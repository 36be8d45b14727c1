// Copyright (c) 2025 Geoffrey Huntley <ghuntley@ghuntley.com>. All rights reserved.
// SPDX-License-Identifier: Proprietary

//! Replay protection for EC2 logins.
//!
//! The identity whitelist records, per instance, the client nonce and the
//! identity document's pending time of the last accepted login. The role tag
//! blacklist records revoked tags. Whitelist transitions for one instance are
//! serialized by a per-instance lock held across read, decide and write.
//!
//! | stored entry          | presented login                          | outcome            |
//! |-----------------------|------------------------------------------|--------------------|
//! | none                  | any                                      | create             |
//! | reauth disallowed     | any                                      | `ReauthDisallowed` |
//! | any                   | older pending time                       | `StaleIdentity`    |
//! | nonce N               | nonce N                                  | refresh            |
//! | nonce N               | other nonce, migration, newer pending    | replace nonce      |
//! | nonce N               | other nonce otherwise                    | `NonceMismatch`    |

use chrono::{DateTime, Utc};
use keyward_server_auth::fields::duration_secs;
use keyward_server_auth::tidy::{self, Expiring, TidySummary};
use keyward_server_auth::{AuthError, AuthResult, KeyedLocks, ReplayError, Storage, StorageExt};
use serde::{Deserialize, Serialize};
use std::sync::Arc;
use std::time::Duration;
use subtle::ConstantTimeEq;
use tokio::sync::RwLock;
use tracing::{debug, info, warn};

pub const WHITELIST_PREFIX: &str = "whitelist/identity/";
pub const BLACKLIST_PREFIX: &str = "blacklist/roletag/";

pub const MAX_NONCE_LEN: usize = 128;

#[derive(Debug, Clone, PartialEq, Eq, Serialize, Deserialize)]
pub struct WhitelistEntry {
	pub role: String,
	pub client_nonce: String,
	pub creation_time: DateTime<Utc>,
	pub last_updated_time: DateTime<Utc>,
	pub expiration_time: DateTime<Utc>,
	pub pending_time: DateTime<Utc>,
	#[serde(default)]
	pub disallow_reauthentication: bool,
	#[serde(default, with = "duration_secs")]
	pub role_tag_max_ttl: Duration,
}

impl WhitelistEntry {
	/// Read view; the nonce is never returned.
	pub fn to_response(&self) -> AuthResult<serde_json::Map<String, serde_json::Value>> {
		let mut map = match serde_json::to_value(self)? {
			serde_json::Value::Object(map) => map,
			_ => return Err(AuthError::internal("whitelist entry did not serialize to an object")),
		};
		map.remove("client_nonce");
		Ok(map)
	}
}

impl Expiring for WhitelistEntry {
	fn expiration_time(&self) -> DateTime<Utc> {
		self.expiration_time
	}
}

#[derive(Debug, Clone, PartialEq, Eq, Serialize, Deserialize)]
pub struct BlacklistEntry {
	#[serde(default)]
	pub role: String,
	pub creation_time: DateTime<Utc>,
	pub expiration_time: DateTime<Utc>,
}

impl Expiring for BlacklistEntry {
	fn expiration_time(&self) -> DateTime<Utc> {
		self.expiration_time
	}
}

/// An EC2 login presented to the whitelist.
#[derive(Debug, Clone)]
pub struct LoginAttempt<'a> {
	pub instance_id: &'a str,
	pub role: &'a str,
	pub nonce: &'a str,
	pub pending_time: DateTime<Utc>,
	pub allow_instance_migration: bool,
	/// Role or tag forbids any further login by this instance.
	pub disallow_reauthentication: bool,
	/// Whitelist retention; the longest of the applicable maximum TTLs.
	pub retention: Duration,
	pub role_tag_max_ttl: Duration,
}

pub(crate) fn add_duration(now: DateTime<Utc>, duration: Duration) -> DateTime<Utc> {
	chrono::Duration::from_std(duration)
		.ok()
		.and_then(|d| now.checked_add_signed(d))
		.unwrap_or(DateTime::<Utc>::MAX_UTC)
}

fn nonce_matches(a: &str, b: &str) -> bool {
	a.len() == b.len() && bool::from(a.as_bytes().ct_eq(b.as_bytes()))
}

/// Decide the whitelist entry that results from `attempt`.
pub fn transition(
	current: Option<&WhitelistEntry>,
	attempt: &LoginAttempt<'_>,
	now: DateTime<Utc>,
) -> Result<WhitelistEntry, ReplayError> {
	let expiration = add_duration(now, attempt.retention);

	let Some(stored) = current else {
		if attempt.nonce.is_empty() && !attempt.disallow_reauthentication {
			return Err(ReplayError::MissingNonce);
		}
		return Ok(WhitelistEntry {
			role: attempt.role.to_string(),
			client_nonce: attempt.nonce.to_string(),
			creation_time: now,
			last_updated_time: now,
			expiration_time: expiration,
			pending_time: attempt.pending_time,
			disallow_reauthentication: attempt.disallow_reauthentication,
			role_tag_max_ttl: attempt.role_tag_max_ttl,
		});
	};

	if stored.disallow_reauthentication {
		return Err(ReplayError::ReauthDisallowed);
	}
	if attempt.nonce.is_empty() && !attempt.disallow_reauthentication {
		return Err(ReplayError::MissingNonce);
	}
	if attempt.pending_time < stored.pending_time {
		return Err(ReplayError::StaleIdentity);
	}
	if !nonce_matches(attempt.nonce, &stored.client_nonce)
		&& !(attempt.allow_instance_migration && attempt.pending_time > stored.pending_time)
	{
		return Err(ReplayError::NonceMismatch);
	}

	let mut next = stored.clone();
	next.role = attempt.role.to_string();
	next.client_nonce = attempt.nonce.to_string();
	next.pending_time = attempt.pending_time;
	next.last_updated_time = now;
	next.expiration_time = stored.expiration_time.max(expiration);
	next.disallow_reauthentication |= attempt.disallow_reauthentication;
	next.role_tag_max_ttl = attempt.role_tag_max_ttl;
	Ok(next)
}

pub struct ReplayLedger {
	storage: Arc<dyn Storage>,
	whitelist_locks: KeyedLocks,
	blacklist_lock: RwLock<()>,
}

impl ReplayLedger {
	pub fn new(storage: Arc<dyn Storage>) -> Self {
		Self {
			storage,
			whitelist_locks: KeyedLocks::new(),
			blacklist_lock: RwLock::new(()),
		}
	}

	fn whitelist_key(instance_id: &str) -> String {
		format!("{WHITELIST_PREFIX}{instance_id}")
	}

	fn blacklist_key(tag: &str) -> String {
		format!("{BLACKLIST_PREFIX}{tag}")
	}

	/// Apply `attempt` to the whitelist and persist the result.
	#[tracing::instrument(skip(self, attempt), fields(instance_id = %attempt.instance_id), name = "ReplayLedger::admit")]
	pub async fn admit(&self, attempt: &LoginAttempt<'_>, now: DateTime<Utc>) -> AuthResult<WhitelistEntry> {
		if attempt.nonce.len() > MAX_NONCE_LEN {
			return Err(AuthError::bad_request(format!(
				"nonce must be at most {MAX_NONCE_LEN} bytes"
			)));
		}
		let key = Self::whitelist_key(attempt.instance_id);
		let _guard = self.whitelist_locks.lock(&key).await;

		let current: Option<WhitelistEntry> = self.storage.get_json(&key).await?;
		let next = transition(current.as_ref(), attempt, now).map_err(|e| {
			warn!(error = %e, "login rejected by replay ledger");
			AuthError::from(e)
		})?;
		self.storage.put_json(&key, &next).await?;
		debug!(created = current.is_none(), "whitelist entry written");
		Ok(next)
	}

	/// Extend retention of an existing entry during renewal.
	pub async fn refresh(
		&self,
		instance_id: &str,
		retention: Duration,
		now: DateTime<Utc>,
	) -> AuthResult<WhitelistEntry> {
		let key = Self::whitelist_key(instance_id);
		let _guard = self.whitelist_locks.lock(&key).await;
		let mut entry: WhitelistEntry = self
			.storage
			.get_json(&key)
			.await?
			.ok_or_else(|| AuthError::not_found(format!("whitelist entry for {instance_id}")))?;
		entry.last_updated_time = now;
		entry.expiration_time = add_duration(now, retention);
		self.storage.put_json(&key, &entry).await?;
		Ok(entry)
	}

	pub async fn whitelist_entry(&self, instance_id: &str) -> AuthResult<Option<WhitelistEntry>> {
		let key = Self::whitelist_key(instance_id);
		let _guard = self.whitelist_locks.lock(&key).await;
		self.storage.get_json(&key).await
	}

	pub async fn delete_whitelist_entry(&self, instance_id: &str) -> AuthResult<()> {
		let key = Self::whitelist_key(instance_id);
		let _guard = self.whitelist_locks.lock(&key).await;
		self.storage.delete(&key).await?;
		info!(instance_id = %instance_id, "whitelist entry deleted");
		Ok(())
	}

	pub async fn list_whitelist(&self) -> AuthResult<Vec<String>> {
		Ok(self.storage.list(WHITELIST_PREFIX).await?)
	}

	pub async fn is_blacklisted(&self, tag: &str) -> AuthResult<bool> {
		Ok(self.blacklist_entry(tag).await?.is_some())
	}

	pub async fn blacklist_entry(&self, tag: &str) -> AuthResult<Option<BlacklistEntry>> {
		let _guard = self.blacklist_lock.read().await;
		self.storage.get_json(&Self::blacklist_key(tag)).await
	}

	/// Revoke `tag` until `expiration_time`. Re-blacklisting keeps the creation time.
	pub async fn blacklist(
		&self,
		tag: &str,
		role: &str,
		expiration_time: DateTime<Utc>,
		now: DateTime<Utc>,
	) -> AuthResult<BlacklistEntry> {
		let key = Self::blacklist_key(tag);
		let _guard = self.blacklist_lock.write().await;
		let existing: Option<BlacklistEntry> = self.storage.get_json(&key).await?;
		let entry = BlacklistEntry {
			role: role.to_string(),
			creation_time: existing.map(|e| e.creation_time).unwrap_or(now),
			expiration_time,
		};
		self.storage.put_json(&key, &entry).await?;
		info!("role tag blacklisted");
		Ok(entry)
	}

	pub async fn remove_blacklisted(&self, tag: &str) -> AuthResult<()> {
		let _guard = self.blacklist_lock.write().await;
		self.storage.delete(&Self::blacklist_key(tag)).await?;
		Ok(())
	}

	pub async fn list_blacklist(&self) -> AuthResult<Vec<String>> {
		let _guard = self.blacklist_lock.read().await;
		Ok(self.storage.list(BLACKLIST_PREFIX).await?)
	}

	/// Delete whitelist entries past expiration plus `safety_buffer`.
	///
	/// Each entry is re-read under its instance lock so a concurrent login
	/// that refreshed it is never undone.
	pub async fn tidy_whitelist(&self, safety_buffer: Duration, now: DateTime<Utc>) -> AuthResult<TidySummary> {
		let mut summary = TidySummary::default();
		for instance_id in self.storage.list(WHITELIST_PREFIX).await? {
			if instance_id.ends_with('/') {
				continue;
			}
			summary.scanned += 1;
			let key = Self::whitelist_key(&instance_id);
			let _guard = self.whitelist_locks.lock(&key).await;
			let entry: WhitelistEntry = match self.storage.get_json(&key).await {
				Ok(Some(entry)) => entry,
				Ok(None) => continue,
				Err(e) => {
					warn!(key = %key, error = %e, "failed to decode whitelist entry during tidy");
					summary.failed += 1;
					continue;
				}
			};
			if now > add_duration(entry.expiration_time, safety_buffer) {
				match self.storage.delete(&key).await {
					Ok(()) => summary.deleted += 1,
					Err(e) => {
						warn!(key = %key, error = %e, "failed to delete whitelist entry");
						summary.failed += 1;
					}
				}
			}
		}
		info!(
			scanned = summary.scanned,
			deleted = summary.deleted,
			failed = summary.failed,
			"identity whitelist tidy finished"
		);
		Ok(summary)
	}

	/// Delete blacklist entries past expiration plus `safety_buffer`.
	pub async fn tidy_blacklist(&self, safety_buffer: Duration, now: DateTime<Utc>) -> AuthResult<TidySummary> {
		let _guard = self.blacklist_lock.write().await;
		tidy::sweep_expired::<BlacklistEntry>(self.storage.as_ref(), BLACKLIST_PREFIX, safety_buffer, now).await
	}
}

▶ What you should do
The answer must consist of each line in the entries above that includes "format".

▶ Solution for this problem
		format!("{WHITELIST_PREFIX}{instance_id}")
		format!("{BLACKLIST_PREFIX}{tag}")
			return Err(AuthError::bad_request(format!(
			.ok_or_else(|| AuthError::not_found(format!("whitelist entry for {instance_id}")))?;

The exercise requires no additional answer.